Si algo se detiene en el tiempo, entonces puede funcionar como una máquina del tiempo. Lugares de referencia mundial son evidencia de eso. El Obelisco, la Torre Eiffel, la Casa Blanca, el Teatro Colón o el Big Ben. Lugares que tienen ese perfume que no se huele en ningún otro lugar del mundo. Es una descripción que tranquilamente podría ir con el Pasaje Rivarola. Una ciudad como Buenos Aires ofrece una variedad de geografías que son de prestigio internacional. La posible gobernación de un virrey francés condujo a crear una cuadra típicamente parisina diseñada en espejo. El virrey finalmente no vino, pero sí quedó un pasaje que al día de la fecha brinda un encanto que ningún otro recorrido de Buenos Aires tiene. El tiempo pasa para todas las personas.
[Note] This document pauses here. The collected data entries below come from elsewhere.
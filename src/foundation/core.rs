use crate::foundation::error::{PixForgeError, PixForgeResult};
use crate::foundation::math::{pack, unpack};

pub use kurbo::{Affine, Point, Rect, Vec2};

/// Pack straight (non-premultiplied) channels into `0xAARRGGBB`.
#[inline]
pub fn argb(a: u8, r: u8, g: u8, b: u8) -> u32 {
    pack(u32::from(a), u32::from(r), u32::from(g), u32::from(b))
}

/// Split `0xAARRGGBB` into `[a, r, g, b]`.
#[inline]
pub fn channels(px: u32) -> [u8; 4] {
    let [a, r, g, b] = unpack(px);
    [a as u8, r as u8, g as u8, b as u8]
}

/// In-memory raster of packed straight-alpha ARGB32 pixels, row-major, top row first.
///
/// A zero-area buffer is the canonical "empty" sentinel: operations short-circuit on it and
/// return another empty buffer instead of failing.
///
/// Buffers carry a mutability flag. Pure operations never look at it; in-place operations
/// such as [`stack_blur`](crate::stack_blur) refuse to run on a frozen buffer.
#[derive(Clone, Debug)]
pub struct PixelBuffer {
    width: u32,
    height: u32,
    pixels: Vec<u32>,
    mutable: bool,
}

impl Default for PixelBuffer {
    fn default() -> Self {
        Self::empty()
    }
}

impl PartialEq for PixelBuffer {
    fn eq(&self, other: &Self) -> bool {
        self.width == other.width && self.height == other.height && self.pixels == other.pixels
    }
}

impl Eq for PixelBuffer {}

impl PixelBuffer {
    /// The zero-area sentinel.
    pub fn empty() -> Self {
        Self {
            width: 0,
            height: 0,
            pixels: Vec::new(),
            mutable: true,
        }
    }

    /// A fully transparent buffer; zero dimensions yield the empty sentinel.
    pub fn new(width: u32, height: u32) -> Self {
        Self::filled(width, height, 0)
    }

    /// A buffer with every pixel set to `color`.
    pub fn filled(width: u32, height: u32, color: u32) -> Self {
        if width == 0 || height == 0 {
            return Self::empty();
        }
        Self::from_raw(width, height, vec![color; area(width, height)])
    }

    /// Wrap an existing pixel vector. The length must equal `width * height`.
    pub fn from_pixels(width: u32, height: u32, pixels: Vec<u32>) -> PixForgeResult<Self> {
        if width == 0 || height == 0 {
            if pixels.is_empty() {
                return Ok(Self::empty());
            }
            return Err(PixForgeError::validation(
                "zero-area buffer must not carry pixels",
            ));
        }
        let expected = (width as usize)
            .checked_mul(height as usize)
            .ok_or_else(|| PixForgeError::validation("buffer size overflow"))?;
        if pixels.len() != expected {
            return Err(PixForgeError::validation(format!(
                "expected {expected} pixels for {width}x{height}, got {}",
                pixels.len()
            )));
        }
        Ok(Self::from_raw(width, height, pixels))
    }

    /// Build a buffer by evaluating `f(x, y)` for every pixel.
    pub fn from_fn(width: u32, height: u32, mut f: impl FnMut(u32, u32) -> u32) -> Self {
        if width == 0 || height == 0 {
            return Self::empty();
        }
        let mut pixels = Vec::with_capacity(area(width, height));
        for y in 0..height {
            for x in 0..width {
                pixels.push(f(x, y));
            }
        }
        Self::from_raw(width, height, pixels)
    }

    /// Convert straight RGBA8 bytes (as produced by most decoders) into a buffer.
    pub fn from_rgba8(width: u32, height: u32, rgba: &[u8]) -> PixForgeResult<Self> {
        if rgba.len() % 4 != 0 {
            return Err(PixForgeError::validation(
                "rgba8 byte length must be a multiple of 4",
            ));
        }
        let pixels = rgba
            .chunks_exact(4)
            .map(|p| argb(p[3], p[0], p[1], p[2]))
            .collect();
        Self::from_pixels(width, height, pixels)
    }

    /// Straight RGBA8 bytes, row-major.
    pub fn to_rgba8(&self) -> Vec<u8> {
        let mut out = Vec::with_capacity(self.pixels.len() * 4);
        for &px in &self.pixels {
            let [a, r, g, b] = channels(px);
            out.extend_from_slice(&[r, g, b, a]);
        }
        out
    }

    pub(crate) fn from_raw(width: u32, height: u32, pixels: Vec<u32>) -> Self {
        debug_assert_eq!(pixels.len(), area(width, height));
        Self {
            width,
            height,
            pixels,
            mutable: true,
        }
    }

    pub fn width(&self) -> u32 {
        self.width
    }

    pub fn height(&self) -> u32 {
        self.height
    }

    pub fn dimensions(&self) -> (u32, u32) {
        (self.width, self.height)
    }

    pub fn is_empty(&self) -> bool {
        self.width == 0 || self.height == 0
    }

    pub fn pixels(&self) -> &[u32] {
        &self.pixels
    }

    pub fn into_pixels(self) -> Vec<u32> {
        self.pixels
    }

    /// Mutable pixel access; fails with [`PixForgeError::NotMutable`] on a frozen buffer.
    pub fn pixels_mut(&mut self) -> PixForgeResult<&mut [u32]> {
        if !self.mutable {
            return Err(PixForgeError::not_mutable(
                "call to_mutable() before editing pixels in place",
            ));
        }
        Ok(&mut self.pixels)
    }

    pub fn row(&self, y: u32) -> Option<&[u32]> {
        if y >= self.height {
            return None;
        }
        let w = self.width as usize;
        let start = (y as usize) * w;
        Some(&self.pixels[start..start + w])
    }

    pub fn get(&self, x: u32, y: u32) -> Option<u32> {
        if x >= self.width || y >= self.height {
            return None;
        }
        Some(self.pixels[self.index(x, y)])
    }

    pub fn set(&mut self, x: u32, y: u32, px: u32) -> PixForgeResult<()> {
        if x >= self.width || y >= self.height {
            return Err(PixForgeError::invalid_region(format!(
                "pixel ({x},{y}) outside {}x{}",
                self.width, self.height
            )));
        }
        let idx = self.index(x, y);
        self.pixels_mut()?[idx] = px;
        Ok(())
    }

    pub fn is_mutable(&self) -> bool {
        self.mutable
    }

    /// Mark the buffer read-only for in-place operations.
    pub fn frozen(mut self) -> Self {
        self.mutable = false;
        self
    }

    /// A mutable copy of this buffer.
    pub fn to_mutable(&self) -> Self {
        Self {
            mutable: true,
            ..self.clone()
        }
    }

    #[inline]
    pub(crate) fn index(&self, x: u32, y: u32) -> usize {
        (y as usize) * (self.width as usize) + (x as usize)
    }

    pub(crate) fn bounds(&self) -> Rect {
        Rect::new(0.0, 0.0, f64::from(self.width), f64::from(self.height))
    }

    /// Same dimensions, each pixel mapped through `f`.
    pub(crate) fn map(&self, f: impl FnMut(u32) -> u32) -> Self {
        if self.is_empty() {
            return Self::empty();
        }
        Self::from_raw(
            self.width,
            self.height,
            self.pixels.iter().copied().map(f).collect(),
        )
    }
}

#[inline]
fn area(width: u32, height: u32) -> usize {
    (width as usize) * (height as usize)
}

#[cfg(test)]
#[path = "../../tests/unit/foundation/core.rs"]
mod tests;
Y si pasa para las personas, pasa también para las construcciones que el ser humano realizó. Pero, sin embargo, sigue siendo posible encontrar en una calle como el Pasaje Rivarola una cápsula del tiempo que sea testigo de lo que ya no está. Pero no solamente transporta en el tiempo, sino que además brinda la chance de viajar de Buenos Aires a París sin escala. Porque este rincón único conserva intacta su sofisticada arquitectura parisina en espejo, creando una ilusión óptica perfecta que transporta de inmediato a la capital francesa.
Magia de la simetría: una cápsula del tiempo en el centro de Buenos Aires
Construido en 1924, conserva sus fachadas de inspiración parisina a pocas cuadras de avenida Corrientes y avenida de Mayo. A 102 años de su proyecto inicial, nuevos cafés y galerías de arte buscan devolverle protagonismo.